Look through the entries below. Report each line that has the word "this" in it.

———

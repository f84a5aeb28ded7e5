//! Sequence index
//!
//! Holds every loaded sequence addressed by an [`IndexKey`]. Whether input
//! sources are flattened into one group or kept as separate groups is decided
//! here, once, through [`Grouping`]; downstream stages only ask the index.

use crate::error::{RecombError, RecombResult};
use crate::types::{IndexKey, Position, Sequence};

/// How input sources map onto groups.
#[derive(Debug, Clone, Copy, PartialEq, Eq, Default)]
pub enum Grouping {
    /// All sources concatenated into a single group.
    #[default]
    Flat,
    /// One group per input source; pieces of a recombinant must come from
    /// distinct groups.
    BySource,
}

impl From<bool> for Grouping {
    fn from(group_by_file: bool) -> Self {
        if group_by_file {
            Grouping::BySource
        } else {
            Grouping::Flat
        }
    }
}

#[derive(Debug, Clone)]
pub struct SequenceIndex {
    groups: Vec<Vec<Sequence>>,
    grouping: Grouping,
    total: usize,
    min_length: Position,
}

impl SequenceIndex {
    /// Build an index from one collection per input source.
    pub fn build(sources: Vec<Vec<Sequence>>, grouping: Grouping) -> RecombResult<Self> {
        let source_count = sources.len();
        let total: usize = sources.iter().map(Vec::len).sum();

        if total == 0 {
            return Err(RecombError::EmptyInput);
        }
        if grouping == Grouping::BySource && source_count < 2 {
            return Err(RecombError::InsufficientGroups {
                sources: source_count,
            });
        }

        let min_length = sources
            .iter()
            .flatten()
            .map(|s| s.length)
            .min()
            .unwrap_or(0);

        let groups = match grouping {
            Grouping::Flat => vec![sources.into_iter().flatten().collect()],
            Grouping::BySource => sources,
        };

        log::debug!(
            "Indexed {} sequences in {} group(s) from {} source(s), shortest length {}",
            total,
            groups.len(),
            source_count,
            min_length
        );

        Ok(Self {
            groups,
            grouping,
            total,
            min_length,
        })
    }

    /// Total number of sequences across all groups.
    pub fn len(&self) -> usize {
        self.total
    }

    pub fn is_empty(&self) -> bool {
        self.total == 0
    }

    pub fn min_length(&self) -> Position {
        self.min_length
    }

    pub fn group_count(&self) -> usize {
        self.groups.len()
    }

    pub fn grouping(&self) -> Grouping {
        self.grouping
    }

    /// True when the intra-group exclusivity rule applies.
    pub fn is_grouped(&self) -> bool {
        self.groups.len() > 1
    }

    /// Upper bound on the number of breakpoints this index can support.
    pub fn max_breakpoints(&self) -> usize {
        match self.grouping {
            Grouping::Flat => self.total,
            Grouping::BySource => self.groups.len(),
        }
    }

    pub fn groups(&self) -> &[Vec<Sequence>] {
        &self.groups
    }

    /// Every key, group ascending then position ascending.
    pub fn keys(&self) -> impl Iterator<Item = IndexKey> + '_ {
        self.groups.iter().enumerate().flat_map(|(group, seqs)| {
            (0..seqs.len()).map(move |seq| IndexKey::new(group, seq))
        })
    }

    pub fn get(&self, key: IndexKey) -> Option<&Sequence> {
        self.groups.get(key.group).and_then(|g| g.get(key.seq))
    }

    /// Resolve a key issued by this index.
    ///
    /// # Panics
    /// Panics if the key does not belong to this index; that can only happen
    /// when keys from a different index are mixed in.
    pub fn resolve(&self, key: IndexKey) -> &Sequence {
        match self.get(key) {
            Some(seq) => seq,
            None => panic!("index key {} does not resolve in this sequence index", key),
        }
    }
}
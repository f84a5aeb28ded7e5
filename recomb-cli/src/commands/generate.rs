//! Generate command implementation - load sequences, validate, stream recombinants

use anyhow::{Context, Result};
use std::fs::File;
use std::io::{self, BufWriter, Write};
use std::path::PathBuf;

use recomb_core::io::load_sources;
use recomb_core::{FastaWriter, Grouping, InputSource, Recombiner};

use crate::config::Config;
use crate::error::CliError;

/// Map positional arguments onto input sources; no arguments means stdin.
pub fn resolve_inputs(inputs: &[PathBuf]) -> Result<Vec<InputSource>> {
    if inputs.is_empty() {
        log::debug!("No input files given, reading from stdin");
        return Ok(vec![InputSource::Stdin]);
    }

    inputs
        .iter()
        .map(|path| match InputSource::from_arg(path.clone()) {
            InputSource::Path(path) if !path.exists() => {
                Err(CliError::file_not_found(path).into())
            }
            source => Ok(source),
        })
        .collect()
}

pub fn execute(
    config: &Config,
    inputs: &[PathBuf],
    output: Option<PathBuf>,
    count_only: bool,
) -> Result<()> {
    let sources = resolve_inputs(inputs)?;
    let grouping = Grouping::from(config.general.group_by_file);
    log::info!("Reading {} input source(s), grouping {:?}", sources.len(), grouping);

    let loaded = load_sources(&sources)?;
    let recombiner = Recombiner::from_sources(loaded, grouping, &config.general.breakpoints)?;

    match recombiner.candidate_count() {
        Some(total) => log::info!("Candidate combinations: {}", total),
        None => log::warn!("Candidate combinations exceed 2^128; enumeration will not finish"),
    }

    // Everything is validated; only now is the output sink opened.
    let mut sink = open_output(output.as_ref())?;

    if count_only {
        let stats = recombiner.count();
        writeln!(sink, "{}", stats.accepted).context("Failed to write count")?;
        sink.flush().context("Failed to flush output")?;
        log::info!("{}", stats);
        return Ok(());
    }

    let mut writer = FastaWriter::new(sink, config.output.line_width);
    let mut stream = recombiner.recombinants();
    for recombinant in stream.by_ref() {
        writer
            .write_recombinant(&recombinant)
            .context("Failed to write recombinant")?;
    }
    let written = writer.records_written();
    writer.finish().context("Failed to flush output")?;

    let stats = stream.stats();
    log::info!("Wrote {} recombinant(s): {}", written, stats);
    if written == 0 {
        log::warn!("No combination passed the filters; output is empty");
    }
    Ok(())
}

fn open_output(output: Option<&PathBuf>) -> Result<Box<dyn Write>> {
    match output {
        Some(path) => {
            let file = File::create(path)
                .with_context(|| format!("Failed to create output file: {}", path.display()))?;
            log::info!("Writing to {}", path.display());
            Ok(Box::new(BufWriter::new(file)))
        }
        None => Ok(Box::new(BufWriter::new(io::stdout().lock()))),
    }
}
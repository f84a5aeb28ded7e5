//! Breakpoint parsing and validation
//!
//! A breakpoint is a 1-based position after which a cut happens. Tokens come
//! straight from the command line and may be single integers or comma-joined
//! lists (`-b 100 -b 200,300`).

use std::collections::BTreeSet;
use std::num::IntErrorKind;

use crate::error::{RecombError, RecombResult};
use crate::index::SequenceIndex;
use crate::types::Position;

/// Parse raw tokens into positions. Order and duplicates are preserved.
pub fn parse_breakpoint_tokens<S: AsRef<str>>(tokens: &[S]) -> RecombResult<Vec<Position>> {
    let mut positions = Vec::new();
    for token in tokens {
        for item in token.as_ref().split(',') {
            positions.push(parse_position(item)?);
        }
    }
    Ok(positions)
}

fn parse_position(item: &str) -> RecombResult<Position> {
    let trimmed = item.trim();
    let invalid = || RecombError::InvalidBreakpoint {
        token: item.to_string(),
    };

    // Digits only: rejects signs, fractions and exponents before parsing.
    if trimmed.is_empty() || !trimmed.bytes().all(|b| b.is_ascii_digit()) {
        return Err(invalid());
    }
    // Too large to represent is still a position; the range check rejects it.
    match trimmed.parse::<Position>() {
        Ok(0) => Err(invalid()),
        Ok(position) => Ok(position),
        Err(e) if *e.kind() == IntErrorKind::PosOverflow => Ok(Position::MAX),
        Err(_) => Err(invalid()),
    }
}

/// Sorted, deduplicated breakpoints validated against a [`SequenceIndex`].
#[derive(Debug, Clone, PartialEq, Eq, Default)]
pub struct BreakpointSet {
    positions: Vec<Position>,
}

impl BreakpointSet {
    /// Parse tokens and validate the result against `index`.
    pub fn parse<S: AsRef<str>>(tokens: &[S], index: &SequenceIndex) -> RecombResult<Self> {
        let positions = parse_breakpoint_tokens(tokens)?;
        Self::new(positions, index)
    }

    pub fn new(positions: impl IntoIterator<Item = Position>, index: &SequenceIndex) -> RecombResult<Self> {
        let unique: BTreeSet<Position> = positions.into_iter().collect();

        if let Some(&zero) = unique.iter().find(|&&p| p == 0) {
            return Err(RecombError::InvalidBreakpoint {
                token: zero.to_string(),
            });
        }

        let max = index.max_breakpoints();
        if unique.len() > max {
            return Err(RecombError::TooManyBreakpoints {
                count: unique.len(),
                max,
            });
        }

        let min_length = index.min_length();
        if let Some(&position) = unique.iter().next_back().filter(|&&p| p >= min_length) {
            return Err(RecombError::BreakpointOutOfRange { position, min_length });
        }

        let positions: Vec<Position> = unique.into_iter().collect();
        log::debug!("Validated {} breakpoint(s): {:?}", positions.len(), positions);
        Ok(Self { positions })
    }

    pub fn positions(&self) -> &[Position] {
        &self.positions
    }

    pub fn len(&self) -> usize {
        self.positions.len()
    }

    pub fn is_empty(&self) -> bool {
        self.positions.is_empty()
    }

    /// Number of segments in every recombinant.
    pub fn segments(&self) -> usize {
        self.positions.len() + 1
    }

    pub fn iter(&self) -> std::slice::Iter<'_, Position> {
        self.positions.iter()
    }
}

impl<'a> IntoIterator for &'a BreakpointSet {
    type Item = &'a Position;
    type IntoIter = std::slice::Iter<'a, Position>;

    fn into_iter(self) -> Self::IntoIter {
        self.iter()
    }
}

———

SOLUTION
    /// Upper bound on the number of breakpoints this index can support.
    /// Resolve a key issued by this index.
    /// Panics if the key does not belong to this index; that can only happen
            None => panic!("index key {} does not resolve in this sequence index", key),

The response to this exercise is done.